Chinese smartphone maker Xiaomi Corp (小米) said yesterday that it is engaging a third-party expert to assess claims from Lithuania’s government that its phones carry a censoring feature.
“While we dispute the characterization of certain findings, we are engaging an independent third-party expert to assess the points raised in the report,” a Xiaomi spokesperson said in a statement.
The announcement comes after Lithuania’s defense ministry urged consumers to throw away Chinese phones last week, following a report published by Lithuania’s National Cyber Security Centre (NCSC), alleging that Xiaomi phones have built-in censorship capabilities.
Xiaomi said at the time that its device “does not censor communications to or from its users.”
Xiaomi did not specify which third-party organization it was engaging to conduct the assessment.
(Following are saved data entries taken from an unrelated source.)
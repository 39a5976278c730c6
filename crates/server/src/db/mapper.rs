//! Pet persistence mapper.
//!
//! A [`Pet`] is nested on the wire but flat in the `pets` table: `category`,
//! `photo_urls` and `tags` are each stored as an independent JSON text
//! column. [`encode`] and [`decode`] convert between the two shapes.
//!
//! Decoding is all-or-nothing. If any column fails to parse, the whole row is
//! rejected rather than returning a pet with a field silently emptied.

use petstore_core::{Category, InvalidPetStatus, Pet, PetId, PetStatus, Tag};
use serde::Serialize;
use serde::de::DeserializeOwned;
use thiserror::Error;

/// Errors converting between [`Pet`] and [`PetRow`].
#[derive(Debug, Error)]
pub enum MappingError {
    /// A nested field could not be serialized.
    #[error("failed to encode pet column `{column}`: {source}")]
    Encode {
        column: &'static str,
        #[source]
        source: serde_json::Error,
    },

    /// A stored column is not valid JSON for its expected shape.
    #[error("failed to decode pet column `{column}`: {source}")]
    Decode {
        column: &'static str,
        #[source]
        source: serde_json::Error,
    },

    /// The stored status is outside the accepted set.
    #[error("stored pet status is invalid: {0}")]
    Status(#[from] InvalidPetStatus),
}

/// Flat storage shape of a pet.
#[derive(Debug, Clone, PartialEq, Eq, sqlx::FromRow)]
pub struct PetRow {
    pub id: PetId,
    pub name: String,
    pub status: String,
    pub category: String,
    pub photo_urls: String,
    pub tags: String,
}

/// Convert a pet into its storage row.
///
/// # Errors
///
/// Returns `MappingError::Encode` if a nested field cannot be serialized.
pub fn encode(pet: &Pet) -> Result<PetRow, MappingError> {
    Ok(PetRow {
        id: pet.id,
        name: pet.name.clone(),
        status: pet.status.as_str().to_owned(),
        category: encode_column("category", &pet.category)?,
        photo_urls: encode_column("photo_urls", &pet.photo_urls)?,
        tags: encode_column("tags", &pet.tags)?,
    })
}

/// Convert a storage row back into a pet.
///
/// # Errors
///
/// Returns `MappingError::Decode` naming the first column that does not parse,
/// or `MappingError::Status` if the stored status is unknown.
pub fn decode(row: PetRow) -> Result<Pet, MappingError> {
    let status: PetStatus = row.status.parse()?;
    let category: Category = decode_column("category", &row.category)?;
    let photo_urls: Vec<String> = decode_column("photo_urls", &row.photo_urls)?;
    let tags: Vec<Tag> = decode_column("tags", &row.tags)?;

    Ok(Pet {
        id: row.id,
        category,
        name: row.name,
        photo_urls,
        tags,
        status,
    })
}

fn encode_column<T: Serialize>(column: &'static str, value: &T) -> Result<String, MappingError> {
    serde_json::to_string(value).map_err(|source| MappingError::Encode { column, source })
}

fn decode_column<T: DeserializeOwned>(column: &'static str, raw: &str) -> Result<T, MappingError> {
    serde_json::from_str(raw).map_err(|source| MappingError::Decode { column, source })
}
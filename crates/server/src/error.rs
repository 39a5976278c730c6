//! Unified error handling with Sentry integration.
//!
//! Every handler returns `Result<T, AppError>`. This is the one place error
//! kinds become status codes; server errors are captured to Sentry and
//! answered with a generic message so store internals never reach clients.

use axum::{
    Json,
    extract::multipart::{MultipartError, MultipartRejection},
    extract::rejection::{FormRejection, JsonRejection, PathRejection, QueryRejection},
    http::StatusCode,
    response::{IntoResponse, Response},
};
use petstore_core::ApiResponse;
use thiserror::Error;

use crate::services::{ErrorKind, ServiceError};

/// Application-level error type for the gateway.
#[derive(Debug, Error)]
pub enum AppError {
    /// A service call failed.
    #[error(transparent)]
    Service(#[from] ServiceError),

    /// Resource not found.
    #[error("Not found: {0}")]
    NotFound(String),

    /// Missing or invalid bearer token.
    #[error("Unauthorized: {0}")]
    Unauthorized(String),

    /// Malformed input.
    #[error("Bad request: {0}")]
    BadRequest(String),

    /// Internal server error.
    #[error("Internal error: {0}")]
    Internal(String),
}

impl AppError {
    const fn status(&self) -> StatusCode {
        match self {
            Self::Service(err) => match err.kind() {
                ErrorKind::Validation => StatusCode::BAD_REQUEST,
                ErrorKind::NotFound => StatusCode::NOT_FOUND,
                ErrorKind::Unauthorized => StatusCode::UNAUTHORIZED,
                ErrorKind::Conflict => StatusCode::CONFLICT,
                ErrorKind::Internal => StatusCode::INTERNAL_SERVER_ERROR,
            },
            Self::NotFound(_) => StatusCode::NOT_FOUND,
            Self::Unauthorized(_) => StatusCode::UNAUTHORIZED,
            Self::BadRequest(_) => StatusCode::BAD_REQUEST,
            Self::Internal(_) => StatusCode::INTERNAL_SERVER_ERROR,
        }
    }
}

impl IntoResponse for AppError {
    fn into_response(self) -> Response {
        let status = self.status();

        // Capture server errors to Sentry
        if status.is_server_error() {
            let event_id = sentry::capture_error(&self);
            tracing::error!(
                error = %self,
                sentry_event_id = %event_id,
                "Request error"
            );
        }

        // Don't expose internal error details to clients
        let message = match &self {
            _ if status.is_server_error() => "Internal server error".to_string(),
            Self::Service(err) => err.to_string(),
            Self::NotFound(msg)
            | Self::Unauthorized(msg)
            | Self::BadRequest(msg)
            | Self::Internal(msg) => msg.clone(),
        };

        (
            status,
            Json(ApiResponse::new(status.as_u16(), "error", message)),
        )
            .into_response()
    }
}

/// Result type alias for `AppError`.
pub type Result<T> = std::result::Result<T, AppError>;

macro_rules! bad_request_from {
    ($($rejection:ty),+ $(,)?) => {
        $(
            impl From<$rejection> for AppError {
                fn from(rejection: $rejection) -> Self {
                    Self::BadRequest(rejection.body_text())
                }
            }
        )+
    };
}

bad_request_from!(
    JsonRejection,
    PathRejection,
    QueryRejection,
    FormRejection,
    MultipartRejection,
    MultipartError,
);

/// Set the Sentry user context for the authenticated caller.
pub fn set_sentry_user(username: &str) {
    sentry::configure_scope(|scope| {
        scope.set_user(Some(sentry::User {
            username: Some(username.to_string()),
            ..Default::default()
        }));
    });
}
A spokesperson told Reuters that it was an organization based in Europe.
In response to the allegations of censorship, the company said it uses advertising software to shield users from certain content such as pornography and references that offend local users, a practice it described as standard in the industry.
The company also said that it was compliant with data privacy frameworks set by the International Standards Organization.
In its report, Lithuania’s NCSC alleged that flagship phones sold in Europe by Xiaomi have a built-in ability to detect and censor terms such as “Free Tibet,” “Long live Taiwan independence” or “democracy movement.”
The capability in Xiaomi’s Mi 10T 5G phone software had been turned off for the “European Union region,” but can be turned on remotely at any time, the report stated.
Xiaomi emerged as the top smartphone vendor in Europe for the first time in the second quarter of this year, shipping a record 12.7 million units in the continent, according to research firm Strategy Analytics.
The company, along with other Chinese rivals on the Android operating system, has enjoyed a surge in market share following the enforcement of US sanctions against Huawei Technologies Co (華為), which crippled its once-dominant smartphone division.
Relations between Lithuania and China have soured. China last month demanded that Lithuania withdraw its ambassador in Beijing and said it would recall its envoy to Vilnius after Taiwan announced that its mission in Lithuania would be called the Taiwanese Representative Office.